HomePRESSSenza categoriaThe incredible implications of Rupert Sheldrake’s research on frequency and biological form!

The incredible implications of Rupert Sheldrake’s research on frequency and biological form!

The incredible implications of Rupert Sheldrake’s research on frequency and biological form!

Rupert Sheldrake has pushed the boundaries of scientific thinking for decades. His controversial theories on morphic fields and morphic resonance challenge traditional perspectives on biology, evolution, and consciousness. While provoking scepticism and debate, Sheldrake’s work also opens new doors of inquiry into the role of patterns, fields, and frequency in shaping living systems.

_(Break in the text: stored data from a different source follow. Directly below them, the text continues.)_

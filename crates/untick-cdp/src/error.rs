//! CDP error types.

use thiserror::Error;

/// CDP client errors.
#[derive(Debug, Error)]
pub enum CdpError {
    /// Failed to connect to Chrome.
    #[error("Connection failed: {0}")]
    ConnectionFailed(String),

    /// Chrome not found or not running with remote debugging.
    #[error("Chrome not available at {0}. Start Chrome with: chrome --remote-debugging-port=9222")]
    ChromeNotAvailable(String),

    /// No Chrome executable on this machine.
    #[error("Chrome not found. Install Chrome/Chromium or set browser.chrome_path")]
    ChromeNotFound,

    /// Chrome was found but could not be started.
    #[error("Failed to launch Chrome: {0}")]
    LaunchFailed(String),

    /// WebSocket error.
    #[error("WebSocket error: {0}")]
    WebSocket(String),

    /// CDP protocol error.
    #[error("CDP error: {message} (code: {code})")]
    Protocol { code: i64, message: String },

    /// Serialization error.
    #[error("Serialization error: {0}")]
    Serialization(#[from] serde_json::Error),

    /// HTTP error (for endpoint discovery).
    #[error("HTTP error: {0}")]
    Http(String),

    /// Page not found.
    #[error("Page not found: {0}")]
    PageNotFound(String),

    /// Element not found.
    #[error("Element not found: {0}")]
    ElementNotFound(String),

    /// JavaScript execution error.
    #[error("JavaScript error: {0}")]
    JavaScript(String),

    /// Timeout.
    #[error("Timeout: {0}")]
    Timeout(String),

    /// Session closed.
    #[error("Session closed")]
    SessionClosed,

    /// Invalid response.
    #[error("Invalid response: {0}")]
    InvalidResponse(String),
}

impl From<tokio_tungstenite::tungstenite::Error> for CdpError {
    fn from(e: tokio_tungstenite::tungstenite::Error) -> Self {
        CdpError::WebSocket(e.to_string())
    }
}

impl From<reqwest::Error> for CdpError {
    fn from(e: reqwest::Error) -> Self {
        CdpError::Http(e.to_string())
    }
}

impl From<url::ParseError> for CdpError {
    fn from(e: url::ParseError) -> Self {
        CdpError::ConnectionFailed(format!("Invalid URL: {}", e))
    }
}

Sheldrake trained as a biochemist and cell biologist, obtaining his PhD from Cambridge University. Dissatisfied with the limitations of a mechanistic worldview, he began developing alternative hypotheses about formative causation and morphogenetic fields. His 1981 book A New Science of Life outlined his theory of morphic resonance, attracting both intrigue and criticism across scientific circles.

Four decades later, Sheldrake continues speculating and experimenting. His research probes how self-organizing systems acquire form, order, and collective memories through morphic fields. If valid, his theories hold profound implications for understanding habits, inheritance, evolution, and the emergence of multicellular complexity.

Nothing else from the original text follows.